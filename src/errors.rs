use std::io;

use crate::device::{ObjectKind, ShaderStage};
use crate::graphics::framebuffer::FramebufferStatus;

#[derive(Debug, Fail)]
pub enum Error {
    #[fail(display = "Failed to allocate a {:?} handle.", _0)]
    Allocation(ObjectKind),
    #[fail(
        display = "Failed to compile {:?} shader, errors: \n{}\nsource: \n{}",
        stage, log, source
    )]
    Compile {
        stage: ShaderStage,
        source: String,
        log: String,
    },
    #[fail(display = "Failed to link program, errors: \n{}\nsource: \n{}", log, source)]
    Link { source: String, log: String },
    #[fail(display = "The source of {:?} shader is empty.", _0)]
    EmptySource(ShaderStage),
    #[fail(display = "Framebuffer is incomplete: {}.", _0)]
    Incomplete(FramebufferStatus),
    #[fail(display = "Framebuffer has no target texture attached.")]
    NoTarget,
    #[fail(display = "Trying to {} while it is not bound.", _0)]
    NotBound(&'static str),
    #[fail(display = "Program has not been linked successfully.")]
    NotLinked,
    #[fail(display = "Expects {} bytes, but got {}.", expected, actual)]
    SizeMismatch { expected: usize, actual: usize },
    #[fail(display = "Incompatible dimensions {:?} and {:?}.", _0, _1)]
    DimensionMismatch((u32, u32), (u32, u32)),
    #[fail(display = "Invalid argument: {}", _0)]
    InvalidArgument(String),
    #[fail(display = "OpenGL implementation doesn\'t support {}.", _0)]
    Requirement(String),
    #[fail(display = "{}", _0)]
    Device(String),
    #[fail(display = "Could not read file {}: {}", path, err)]
    Io {
        path: String,
        #[cause]
        err: io::Error,
    },
    #[fail(display = "Invalid settings: {}", _0)]
    Settings(#[cause] serde_json::Error),
    #[fail(display = "Window: {}", _0)]
    Window(String),
}

pub type Result<T> = ::std::result::Result<T, Error>;

impl Error {
    /// Returns true if this error is caused by a misuse of the API rather than by the
    /// environment (driver, shader sources, files).
    pub fn is_usage(&self) -> bool {
        match *self {
            Error::EmptySource(_)
            | Error::NoTarget
            | Error::NotBound(_)
            | Error::NotLinked
            | Error::SizeMismatch { .. }
            | Error::DimensionMismatch(_, _)
            | Error::InvalidArgument(_) => true,
            _ => false,
        }
    }
}

impl From<serde_json::Error> for Error {
    fn from(err: serde_json::Error) -> Error {
        Error::Settings(err)
    }
}

impl From<failure::Error> for Error {
    fn from(err: failure::Error) -> Error {
        Error::Device(err.to_string())
    }
}
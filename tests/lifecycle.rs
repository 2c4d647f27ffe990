extern crate env_logger;
extern crate pigment;

use pigment::device::headless::HeadlessDevice;
use pigment::device::{BindPoint, BufferTarget, ObjectKind};
use pigment::prelude::*;

fn setup() -> (HeadlessDevice, Context) {
    let _ = env_logger::try_init();
    let device = HeadlessDevice::new();
    let ctx = Context::new(device.clone());
    (device, ctx)
}

const KINDS: [ObjectKind; 4] = [
    ObjectKind::Texture,
    ObjectKind::Buffer,
    ObjectKind::Framebuffer,
    ObjectKind::VertexArray,
];

#[test]
fn release_exactly_once() {
    let (device, ctx) = setup();

    {
        let texture = Texture::new(&ctx, 4, 4).unwrap();
        let buffer = GpuBuffer::new(&ctx).unwrap();
        let fbo = Framebuffer::new(&ctx).unwrap();
        let vao = VertexArray::new(&ctx).unwrap();
        let vbo = VertexBuffer::new(&ctx, Usage::StaticDraw).unwrap();

        for kind in &KINDS {
            assert_eq!(device.allocated(*kind), device.live(*kind));
            assert_eq!(device.released(*kind), 0);
        }

        assert_eq!(device.live(ObjectKind::Buffer), 2);

        let mut handles = vec![
            texture.handle(),
            buffer.handle(),
            fbo.handle(),
            vao.handle(),
            vbo.handle(),
        ];
        handles.sort();
        handles.dedup();
        assert_eq!(handles.len(), 5);
    }

    for kind in &KINDS {
        assert_eq!(device.live(*kind), 0);
        assert_eq!(device.allocated(*kind), device.released(*kind));
    }
}

#[test]
fn shared_resources_are_released_with_the_last_owner() {
    let (device, ctx) = setup();

    let texture = Rc::new(Texture::new(&ctx, 2, 2).unwrap());
    texture.allocate().unwrap();

    let mut fbo = Framebuffer::new(&ctx).unwrap();
    fbo.attach_texture(texture.clone()).unwrap();
    drop(texture);
    assert_eq!(device.live(ObjectKind::Texture), 1);

    drop(fbo);
    assert_eq!(device.live(ObjectKind::Texture), 0);
    assert_eq!(device.released(ObjectKind::Texture), 1);
    assert_eq!(device.released(ObjectKind::Framebuffer), 1);
}

#[test]
fn allocation_failure() {
    let (device, ctx) = setup();
    device.set_fail_allocations(true);

    match Texture::new(&ctx, 4, 4) {
        Err(Error::Allocation(ObjectKind::Texture)) => {}
        other => panic!("unexpected {:?}", other),
    }

    match GpuBuffer::new(&ctx) {
        Err(Error::Allocation(ObjectKind::Buffer)) => {}
        other => panic!("unexpected {:?}", other),
    }

    assert!(Program::new(&ctx).is_err());
    assert_eq!(device.released(ObjectKind::Texture), 0);

    device.set_fail_allocations(false);
    assert!(Texture::new(&ctx, 4, 4).is_ok());
}

#[test]
fn binder_is_idempotent() {
    let (device, ctx) = setup();
    let buffer = GpuBuffer::from_slice(&ctx, &[1u32, 2, 3]).unwrap();
    let point = BindPoint::Buffer(BufferTarget::ShaderStorage);

    let binder = Binder::new(&buffer).unwrap();
    assert_eq!(device.bound(point), buffer.handle().raw());
    assert_eq!(ctx.current(point).unwrap(), Some(buffer.handle()));

    let calls = device.bind_calls();
    buffer.bind(true).unwrap();
    assert_eq!(device.bind_calls(), calls);
    assert_eq!(ctx.current(point).unwrap(), Some(buffer.handle()));

    drop(binder);
    assert_eq!(device.bound(point), 0);
    assert_eq!(ctx.current(point).unwrap(), None);
}

#[test]
fn unbind_restores_default_when_nested() {
    let (device, ctx) = setup();
    let a = GpuBuffer::new(&ctx).unwrap();
    let b = GpuBuffer::new(&ctx).unwrap();
    let point = BindPoint::Buffer(BufferTarget::ShaderStorage);

    {
        let _a = Binder::new(&a).unwrap();
        {
            let _b = Binder::new(&b).unwrap();
            assert_eq!(device.bound(point), b.handle().raw());
        }

        assert_eq!(device.bound(point), 0);
    }

    assert_eq!(device.bound(point), 0);
}

#[test]
fn dropping_bound_resource_clears_binding() {
    let (device, ctx) = setup();
    let point = BindPoint::Texture(0);

    {
        let texture = Texture::new(&ctx, 1, 1).unwrap();
        texture.bind(true).unwrap();
        assert_eq!(device.bound(point), texture.handle().raw());
    }

    assert_eq!(device.bound(point), 0);
    assert_eq!(ctx.current(point).unwrap(), None);
}

#[test]
fn context_is_not_reentrant() {
    let (_, ctx) = setup();
    let inner = ctx.clone();

    let result = ctx.with(|_| inner.with(|_| Ok(())));
    match result {
        Err(Error::Device(_)) => {}
        other => panic!("unexpected {:?}", other),
    }
}
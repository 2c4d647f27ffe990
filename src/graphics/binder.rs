use std::ops::Deref;

use crate::errors::*;

/// A resource that could be made current in its binding slot.
pub trait Bind {
    /// Binds the resource if `bind` is true, otherwise restores the default object of
    /// its slot.
    fn bind(&self, bind: bool) -> Result<()>;
}

/// Keeps a resource bound for the lifetime of the binder, and unbinds it on every exit
/// path. A binder assumes it owns the slot of its resource while it is alive.
pub struct Binder<'a, T: Bind + ?Sized + 'a> {
    target: &'a T,
}

impl<'a, T: Bind + ?Sized + 'a> Binder<'a, T> {
    pub fn new(target: &'a T) -> Result<Self> {
        target.bind(true)?;
        Ok(Binder { target })
    }
}

impl<'a, T: Bind + ?Sized + 'a> Deref for Binder<'a, T> {
    type Target = T;

    fn deref(&self) -> &T {
        self.target
    }
}

impl<'a, T: Bind + ?Sized + 'a> Drop for Binder<'a, T> {
    fn drop(&mut self) {
        if let Err(err) = self.target.bind(false) {
            error!("Failed to unbind on scope exit. {}", err);
        }
    }
}
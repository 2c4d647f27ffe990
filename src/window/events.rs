//! The events a window reports between two frames.

use smallvec::SmallVec;

/// The events collected by one poll of the window system.
pub type Events = SmallVec<[Event; 16]>;

#[derive(Debug, Copy, Clone, PartialEq, Eq)]
pub enum Action {
    Press,
    Release,
}

/// The modifier keys held down while an event happened.
#[derive(Debug, Default, Copy, Clone, PartialEq, Eq)]
pub struct Modifiers {
    pub shift: bool,
    pub ctrl: bool,
    pub alt: bool,
    pub logo: bool,
}

#[derive(Debug, Copy, Clone, PartialEq, Eq, Hash)]
pub enum MouseButton {
    Left,
    Right,
    Middle,
    Other(u8),
}

/// The keys with a layout-independent meaning. Everything else is reported as
/// `Key::Unknown` along with its scancode.
#[derive(Debug, Copy, Clone, PartialEq, Eq, Hash)]
pub enum Key {
    Character(char),
    Digit(u8),
    Function(u8),
    Escape,
    Enter,
    Space,
    Tab,
    Backspace,
    Delete,
    Left,
    Right,
    Up,
    Down,
    Unknown,
}

#[derive(Debug, Copy, Clone, PartialEq)]
pub enum Event {
    Key {
        key: Key,
        scancode: u32,
        action: Action,
        modifiers: Modifiers,
    },
    MouseButton {
        button: MouseButton,
        action: Action,
        modifiers: Modifiers,
    },
    /// The cursor moved to `(x, y)`, in pixels from the top-left corner of the client
    /// area.
    CursorMoved { x: f64, y: f64 },
    Scroll { dx: f64, dy: f64 },
    /// The drawable area has been resized, in pixels.
    Resized { width: u32, height: u32 },
    CloseRequested,
}
use std::os::raw::c_void;

use crate::errors::*;

use super::events::Events;

pub mod headless;

#[cfg(feature = "glutin")]
pub mod glutin;

/// The native window and the GL context it presents.
pub trait Visitor {
    fn show(&self);
    fn hide(&self);
    fn set_title(&self, title: &str);

    /// The size of the drawable area in pixels.
    fn dimensions(&self) -> (u32, u32);
    fn resize(&mut self, dimensions: (u32, u32));
    /// The last known cursor position in pixels.
    fn cursor_position(&self) -> (f64, f64);

    /// Collects the pending events without blocking.
    fn poll_events(&mut self, events: &mut Events);
    /// Blocks until at least one event is available, and collects it.
    fn wait_events(&mut self, events: &mut Events);

    fn is_current(&self) -> bool;
    fn make_current(&self) -> Result<()>;
    fn swap_buffers(&self) -> Result<()>;

    /// The address of the GL function `symbol`, null if the backend has no native
    /// context.
    fn proc_address(&self, symbol: &str) -> *const c_void;
}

============================================================

Your objective → From the records above, return each line that includes "type".

Exercise output →
pub type Result<T> = ::std::result::Result<T, Error>;
    type Target = T;
pub type Events = SmallVec<[Event; 16]>;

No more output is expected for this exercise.